In the article "VECTOR CROSS PRODUCTS ON MANIFOLDS", by Alfred Gray, the author states, between theorem 2.8 and corollary 2.9, that
The existence of vector cross product of Type I [1-fold vector cross product] on spheres is the well-known problem of the existence of almost complex structures on spheres.
How can I see this? I need specifically to show that the existence of an almost complex structure on a sphere determines a 1-fold vector cross product on the same sphere. Does anyone know where I can find the answer?

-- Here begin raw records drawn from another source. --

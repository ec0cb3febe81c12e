use clap::{Parser, Subcommand};
use mentorhub_common::DatabaseConfig;
use mentorhub_database::{create_pool, MigrationRunner, DEMO_MENTOR_USERNAME};

#[derive(Parser)]
#[command(name = "db-cli")]
#[command(about = "MentorHub Database CLI Tool")]
struct Cli {
    /// Database URL override
    #[arg(long, global = true)]
    database_url: Option<String>,

    #[command(subcommand)]
    command: Commands,
}

#[derive(Subcommand)]
enum Commands {
    /// Run database migrations
    Migrate,
    /// Check migration status
    Status,
    /// Create the sample skill catalog (existing skills are kept)
    SeedSkills,
    /// Create the approved demo mentor account
    CreateDemoMentor {
        /// Password for the demo account
        #[arg(long, default_value = "password123")]
        password: String,
    },
    /// List accounts that have no email address
    UsersWithoutEmail,
}

#[tokio::main]
async fn main() -> anyhow::Result<()> {
    dotenvy::dotenv().ok();

    tracing_subscriber::fmt()
        .with_env_filter(
            tracing_subscriber::EnvFilter::try_from_default_env()
                .unwrap_or_else(|_| "mentorhub_database=info".into()),
        )
        .init();

    let cli = Cli::parse();
    let config = database_config(cli.database_url);
    let pool = create_pool(&config).await?;
    let runner = MigrationRunner::new(pool);

    match cli.command {
        Commands::Migrate => {
            runner.run_all_migrations().await?;
            println!("✅ Migrations completed successfully");
        }
        Commands::Status => {
            let status = runner.check_migration_status().await?;
            println!("📊 {}", status);

            if status.is_up_to_date {
                println!("✅ Database is up to date");
            } else {
                println!("⚠️  Database needs migration");
            }
        }
        Commands::SeedSkills => {
            let created = runner.seed_sample_skills().await?;
            if created.is_empty() {
                println!("All sample skills already exist");
            } else {
                println!("✅ Created {} skills: {}", created.len(), created.join(", "));
            }
        }
        Commands::CreateDemoMentor { password } => {
            if runner.create_demo_mentor(&password).await? {
                println!("✅ Created demo mentor '{}'", DEMO_MENTOR_USERNAME);
            } else {
                println!("Demo mentor '{}' already exists", DEMO_MENTOR_USERNAME);
            }
        }
        Commands::UsersWithoutEmail => {
            let users = runner.users_without_email().await?;
            if users.is_empty() {
                println!("✅ Every user has an email address");
            } else {
                println!("Found {} users without email addresses:", users.len());
                for user in users {
                    println!("  - {} (joined {})", user.username, user.created_at.format("%Y-%m-%d"));
                }
            }
        }
    }

    Ok(())
}

fn database_config(database_url: Option<String>) -> DatabaseConfig {
    let mut config = DatabaseConfig::from_env();
    if let Some(url) = database_url {
        config.url = Some(url);
    }
    config
}
use std::time::Duration;

use sqlx::{migrate::MigrateDatabase, postgres::PgPoolOptions, Pool, Postgres};
use mentorhub_common::{AppError, DatabaseConfig};

pub type DbPool = Pool<Postgres>;

/// Name of the constraint guarding one session per mentor slot.
pub const SESSION_SLOT_CONSTRAINT: &str = "sessions_mentor_slot_key";

pub async fn create_pool(config: &DatabaseConfig) -> Result<DbPool, AppError> {
    let connection_string = config.connection_string();

    // Create database if it doesn't exist
    if !Postgres::database_exists(&connection_string).await.unwrap_or(false) {
        tracing::info!("Creating database: {}", config.database);
        Postgres::create_database(&connection_string)
            .await
            .map_err(AppError::Database)?;
    }

    let pool = PgPoolOptions::new()
        .max_connections(config.max_connections)
        .acquire_timeout(Duration::from_secs(5))
        .connect(&connection_string)
        .await
        .map_err(AppError::Database)?;

    // Test the connection
    sqlx::query("SELECT 1")
        .execute(&pool)
        .await
        .map_err(AppError::Database)?;

    tracing::info!(max_connections = config.max_connections, "Database connection established");
    Ok(pool)
}

pub async fn run_migrations(pool: &DbPool) -> Result<(), AppError> {
    sqlx::migrate!("./migrations")
        .run(pool)
        .await
        .map_err(|e| AppError::Internal(format!("Migration failed: {}", e)))?;

    tracing::info!("Database migrations completed");
    Ok(())
}

/// True when the error is a unique violation on the named constraint.
pub fn is_unique_violation(error: &sqlx::Error, constraint: &str) -> bool {
    match error {
        sqlx::Error::Database(db_error) => {
            db_error.code().as_deref() == Some("23505")
                && db_error.constraint().map_or(true, |name| name == constraint)
        }
        _ => false,
    }
}

/// True for any unique violation, whatever the constraint.
pub fn is_any_unique_violation(error: &sqlx::Error) -> bool {
    matches!(error, sqlx::Error::Database(db_error) if db_error.code().as_deref() == Some("23505"))
}
use mentorhub_common::{env_bool, env_parse, env_string, RetryPolicy};
use serde::{Deserialize, Serialize};

#[derive(Debug, Clone, Serialize, Deserialize)]
pub struct NotificationConfig {
    pub enable_email_notifications: bool,
    pub smtp_host: String,
    pub smtp_port: u16,
    pub smtp_username: String,
    pub smtp_password: String,
    pub from_email: String,
    pub from_name: String,
    pub retry: RetryPolicy,
}

impl Default for NotificationConfig {
    fn default() -> Self {
        Self {
            enable_email_notifications: false,
            smtp_host: "localhost".to_string(),
            smtp_port: 587,
            smtp_username: String::new(),
            smtp_password: String::new(),
            from_email: "noreply@mentorhub.dev".to_string(),
            from_name: "MentorHub".to_string(),
            retry: RetryPolicy::default(),
        }
    }
}

impl NotificationConfig {
    pub fn from_env() -> Self {
        let defaults = Self::default();
        let retry_defaults = RetryPolicy::default();

        Self {
            enable_email_notifications: env_bool("ENABLE_EMAIL_NOTIFICATIONS", false),
            smtp_host: env_string("SMTP_HOST", &defaults.smtp_host),
            smtp_port: env_parse("SMTP_PORT", defaults.smtp_port),
            smtp_username: env_string("SMTP_USERNAME", ""),
            smtp_password: env_string("SMTP_PASSWORD", ""),
            from_email: env_string("FROM_EMAIL", &defaults.from_email),
            from_name: env_string("FROM_NAME", &defaults.from_name),
            retry: RetryPolicy {
                max_attempts: env_parse("EMAIL_MAX_ATTEMPTS", retry_defaults.max_attempts),
                base_delay_ms: env_parse("EMAIL_RETRY_BASE_DELAY_MS", retry_defaults.base_delay_ms),
                max_delay_ms: env_parse("EMAIL_RETRY_MAX_DELAY_MS", retry_defaults.max_delay_ms),
                backoff_multiplier: retry_defaults.backoff_multiplier,
            },
        }
    }
}
use axum::{
    extract::{Path, Query, State},
    response::Json,
};
use uuid::Uuid;

use mentorhub_auth::{AuthenticatedUser, RequireAdmin};
use mentorhub_common::{ApiResponse, AppError, Page};

use crate::{
    models::{
        AdminMentorQuery, AdminMentorRequest, AdminSessionQuery, AdminSessionSummary,
        AvailabilityQuery, AvailabilityResponse, BookSessionRequest, DashboardCounts,
        DirectoryQuery, MenteeDashboard, MentorApplicationRequest, MentorDashboard,
        MentorProfileUpdate, MentorResponse, SessionResponse, SetStatusRequest, Skill,
        SkillRequest,
    },
    AppState,
};

type ApiResult<T> = Result<Json<ApiResponse<T>>, AppError>;

fn ok<T>(data: T) -> ApiResult<T> {
    Ok(Json(ApiResponse::success(data)))
}

pub async fn health_check() -> ApiResult<String> {
    ok("Meetings service is healthy".to_string())
}

// Public directory

pub async fn list_mentors(
    State(state): State<AppState>,
    Query(query): Query<DirectoryQuery>,
) -> ApiResult<Page<MentorResponse>> {
    ok(state.mentor_service.directory(query).await?)
}

pub async fn get_mentor(
    State(state): State<AppState>,
    Path(mentor_id): Path<Uuid>,
) -> ApiResult<MentorResponse> {
    ok(state.mentor_service.public_mentor(mentor_id).await?)
}

pub async fn mentor_availability(
    State(state): State<AppState>,
    Path(mentor_id): Path<Uuid>,
    Query(query): Query<AvailabilityQuery>,
) -> ApiResult<AvailabilityResponse> {
    ok(state.booking_service.availability(mentor_id, query.date).await?)
}

pub async fn list_skills(State(state): State<AppState>) -> ApiResult<Vec<Skill>> {
    ok(state.mentor_service.list_skills().await?)
}

// Mentee booking flow

pub async fn book_session(
    State(state): State<AppState>,
    user: AuthenticatedUser,
    Path(mentor_id): Path<Uuid>,
    Json(request): Json<BookSessionRequest>,
) -> ApiResult<SessionResponse> {
    let session = state
        .booking_service
        .book_session(user.user_id, mentor_id, request)
        .await?;
    ok(session.into())
}

pub async fn pay_for_session(
    State(state): State<AppState>,
    user: AuthenticatedUser,
    Path(session_id): Path<Uuid>,
) -> ApiResult<SessionResponse> {
    let session = state
        .booking_service
        .pay_for_session(user.user_id, session_id)
        .await?;
    ok(session.into())
}

pub async fn session_confirmation(
    State(state): State<AppState>,
    user: AuthenticatedUser,
    Path(session_id): Path<Uuid>,
) -> ApiResult<SessionResponse> {
    ok(state.booking_service.session_for_mentee(user.user_id, session_id).await?)
}

pub async fn mentee_dashboard(
    State(state): State<AppState>,
    user: AuthenticatedUser,
) -> ApiResult<MenteeDashboard> {
    ok(state.booking_service.mentee_dashboard(user.user_id).await?)
}

// Mentor self-service

pub async fn apply_as_mentor(
    State(state): State<AppState>,
    user: AuthenticatedUser,
    Json(request): Json<MentorApplicationRequest>,
) -> ApiResult<MentorResponse> {
    ok(state.mentor_service.apply(user.user_id, request).await?)
}

pub async fn mentor_profile(
    State(state): State<AppState>,
    user: AuthenticatedUser,
) -> ApiResult<MentorResponse> {
    ok(state.mentor_service.own_profile(user.user_id).await?)
}

pub async fn edit_mentor_profile(
    State(state): State<AppState>,
    user: AuthenticatedUser,
    Json(update): Json<MentorProfileUpdate>,
) -> ApiResult<MentorResponse> {
    ok(state.mentor_service.edit_own_profile(user.user_id, update).await?)
}

pub async fn mentor_dashboard(
    State(state): State<AppState>,
    user: AuthenticatedUser,
) -> ApiResult<MentorDashboard> {
    ok(state.booking_service.mentor_dashboard(user.user_id).await?)
}

pub async fn mentor_session_detail(
    State(state): State<AppState>,
    user: AuthenticatedUser,
    Path(session_id): Path<Uuid>,
) -> ApiResult<SessionResponse> {
    ok(state
        .booking_service
        .mentor_session_detail(user.user_id, session_id)
        .await?)
}

pub async fn accept_session(
    State(state): State<AppState>,
    user: AuthenticatedUser,
    Path(session_id): Path<Uuid>,
) -> ApiResult<SessionResponse> {
    let session = state
        .booking_service
        .accept_session(user.user_id, session_id)
        .await?;
    ok(session.into())
}

pub async fn mentor_set_status(
    State(state): State<AppState>,
    user: AuthenticatedUser,
    Path(session_id): Path<Uuid>,
    Json(request): Json<SetStatusRequest>,
) -> ApiResult<SessionResponse> {
    let session = state
        .booking_service
        .mentor_set_status(user.user_id, session_id, &request.action)
        .await?;
    ok(session.into())
}

// Administration

pub async fn admin_dashboard(
    State(state): State<AppState>,
    _admin: RequireAdmin,
) -> ApiResult<DashboardCounts> {
    ok(state.mentor_service.dashboard_counts().await?)
}

pub async fn admin_sessions(
    State(state): State<AppState>,
    _admin: RequireAdmin,
    Query(query): Query<AdminSessionQuery>,
) -> ApiResult<Page<AdminSessionSummary>> {
    ok(state.booking_service.admin_sessions(query).await?)
}

pub async fn admin_set_session_status(
    State(state): State<AppState>,
    RequireAdmin(admin): RequireAdmin,
    Path(session_id): Path<Uuid>,
    Json(request): Json<SetStatusRequest>,
) -> ApiResult<SessionResponse> {
    let session = state
        .booking_service
        .admin_set_status(admin.user_id, session_id, request)
        .await?;
    ok(session.into())
}

pub async fn admin_mentors(
    State(state): State<AppState>,
    _admin: RequireAdmin,
    Query(query): Query<AdminMentorQuery>,
) -> ApiResult<Page<MentorResponse>> {
    ok(state.mentor_service.admin_list(query).await?)
}

pub async fn admin_add_mentor(
    State(state): State<AppState>,
    _admin: RequireAdmin,
    Json(request): Json<AdminMentorRequest>,
) -> ApiResult<MentorResponse> {
    ok(state.mentor_service.admin_add(request).await?)
}

pub async fn admin_edit_mentor(
    State(state): State<AppState>,
    _admin: RequireAdmin,
    Path(mentor_id): Path<Uuid>,
    Json(request): Json<AdminMentorRequest>,
) -> ApiResult<MentorResponse> {
    ok(state.mentor_service.admin_edit(mentor_id, request).await?)
}

pub async fn admin_approve_mentor(
    State(state): State<AppState>,
    _admin: RequireAdmin,
    Path(mentor_id): Path<Uuid>,
) -> ApiResult<MentorResponse> {
    ok(state.mentor_service.approve(mentor_id).await?)
}

pub async fn admin_reject_mentor(
    State(state): State<AppState>,
    _admin: RequireAdmin,
    Path(mentor_id): Path<Uuid>,
) -> ApiResult<MentorResponse> {
    ok(state.mentor_service.reject(mentor_id).await?)
}

pub async fn admin_delete_mentor(
    State(state): State<AppState>,
    _admin: RequireAdmin,
    Path(mentor_id): Path<Uuid>,
) -> ApiResult<String> {
    state.mentor_service.delete(mentor_id).await?;
    ok("Mentor deleted".to_string())
}

pub async fn admin_skills(
    State(state): State<AppState>,
    _admin: RequireAdmin,
) -> ApiResult<Vec<Skill>> {
    ok(state.mentor_service.list_skills().await?)
}

pub async fn admin_add_skill(
    State(state): State<AppState>,
    _admin: RequireAdmin,
    Json(request): Json<SkillRequest>,
) -> ApiResult<Skill> {
    ok(state.mentor_service.add_skill(request).await?)
}

pub async fn admin_edit_skill(
    State(state): State<AppState>,
    _admin: RequireAdmin,
    Path(skill_id): Path<Uuid>,
    Json(request): Json<SkillRequest>,
) -> ApiResult<Skill> {
    ok(state.mentor_service.edit_skill(skill_id, request).await?)
}

pub async fn admin_delete_skill(
    State(state): State<AppState>,
    _admin: RequireAdmin,
    Path(skill_id): Path<Uuid>,
) -> ApiResult<String> {
    state.mentor_service.delete_skill(skill_id).await?;
    ok("Skill deleted".to_string())
}
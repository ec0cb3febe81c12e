use serde::{Deserialize, Serialize};

use mentorhub_common::{env_parse, env_string, DatabaseConfig, JwtConfig, ServerConfig};
use mentorhub_mailer::NotificationConfig;

pub const DEFAULT_PORT: u16 = 8001;

#[derive(Debug, Clone, Serialize, Deserialize)]
pub struct UserManagementConfig {
    pub server: ServerConfig,
    pub database: DatabaseConfig,
    pub jwt: JwtConfig,
    pub accounts: AccountConfig,
    pub notifications: NotificationConfig,
}

#[derive(Debug, Clone, Serialize, Deserialize)]
pub struct AccountConfig {
    /// Users per page on the admin user list.
    pub admin_page_size: u32,
    pub reset_token_ttl_minutes: i64,
    /// Prefix of the reset link mailed to users.
    pub public_base_url: String,
}

impl Default for AccountConfig {
    fn default() -> Self {
        Self {
            admin_page_size: 20,
            reset_token_ttl_minutes: 60,
            public_base_url: "http://localhost:3000".to_string(),
        }
    }
}

impl UserManagementConfig {
    pub fn from_env() -> Self {
        let defaults = AccountConfig::default();

        Self {
            server: ServerConfig::from_env(DEFAULT_PORT),
            database: DatabaseConfig::from_env(),
            jwt: JwtConfig::from_env(),
            accounts: AccountConfig {
                admin_page_size: env_parse("ADMIN_USERS_PAGE_SIZE", defaults.admin_page_size).max(1),
                reset_token_ttl_minutes: env_parse("RESET_TOKEN_TTL_MINUTES", defaults.reset_token_ttl_minutes).max(1),
                public_base_url: env_string("PUBLIC_BASE_URL", &defaults.public_base_url),
            },
            notifications: NotificationConfig::from_env(),
        }
    }
}

#[cfg(test)]
mod tests {
    use super::*;

    #[test]
    fn account_defaults() {
        let accounts = AccountConfig::default();
        assert_eq!(accounts.admin_page_size, 20);
        assert_eq!(accounts.reset_token_ttl_minutes, 60);
    }
}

Edit 1: Let $V$ be a finite-dimensional vector space over the real numbers and let $\langle \cdot,\cdot \rangle$ be a nondegenerate bilinear form on $V$. A 1-fold vector cross product is a linear map $P:V \rightarrow V$ such that \begin{equation} \langle P(v), v \rangle = 0 \end{equation} \begin{equation} \lVert P(v) \rVert^2 = \lVert v \rVert^2. \end{equation}
Let $J$ be the almost complex structure. Since $J^2 = -Id$, the idea is to associate $J$ with a rotation of $\pi/2$ radians. But $J$ is not that well behaved, and so it has to be corrected to keep the norm and be orthogonal. In any Euclidean space of even dimension it is easy to fix $J$. But in the sphere the situation is different: this fix has to vary continuously as the base point of the space tangent to the sphere varies.
It might be of some help (or not): if $J$ preserves norm, $(J+I)(v)$ is orthogonal to $v$, but $J+I$ fails to preserve norm.
As you noted, the definition of a cross-product requires a choice of a Riemannian metric on the given manifold. The correct reading of Gray's statement is:
In order to prove this, first note that every almost complex structure $J$ on a manifold $M$ (the exact topology of $M$ is irrelevant here) has a compatible Hermitian metric $h$. Next, let $u$ be a nonzero vector in $T_xM$. Then $u$ and $Ju$ span a real 2-dimensional subspace $V(u)$ in $T_xM$. The condition that $J^2=-Id$ and the assumption that $J$ preserves $h$, implies that $J$ acts as an order $4$ rotation in $V(u)$. Hence, $Ju$ is orthogonal to $u$ and has the same norm as $u$. Thus, the map $$ u\mapsto Ju $$ is a 1-fold cross-product with respect to the metric $h$.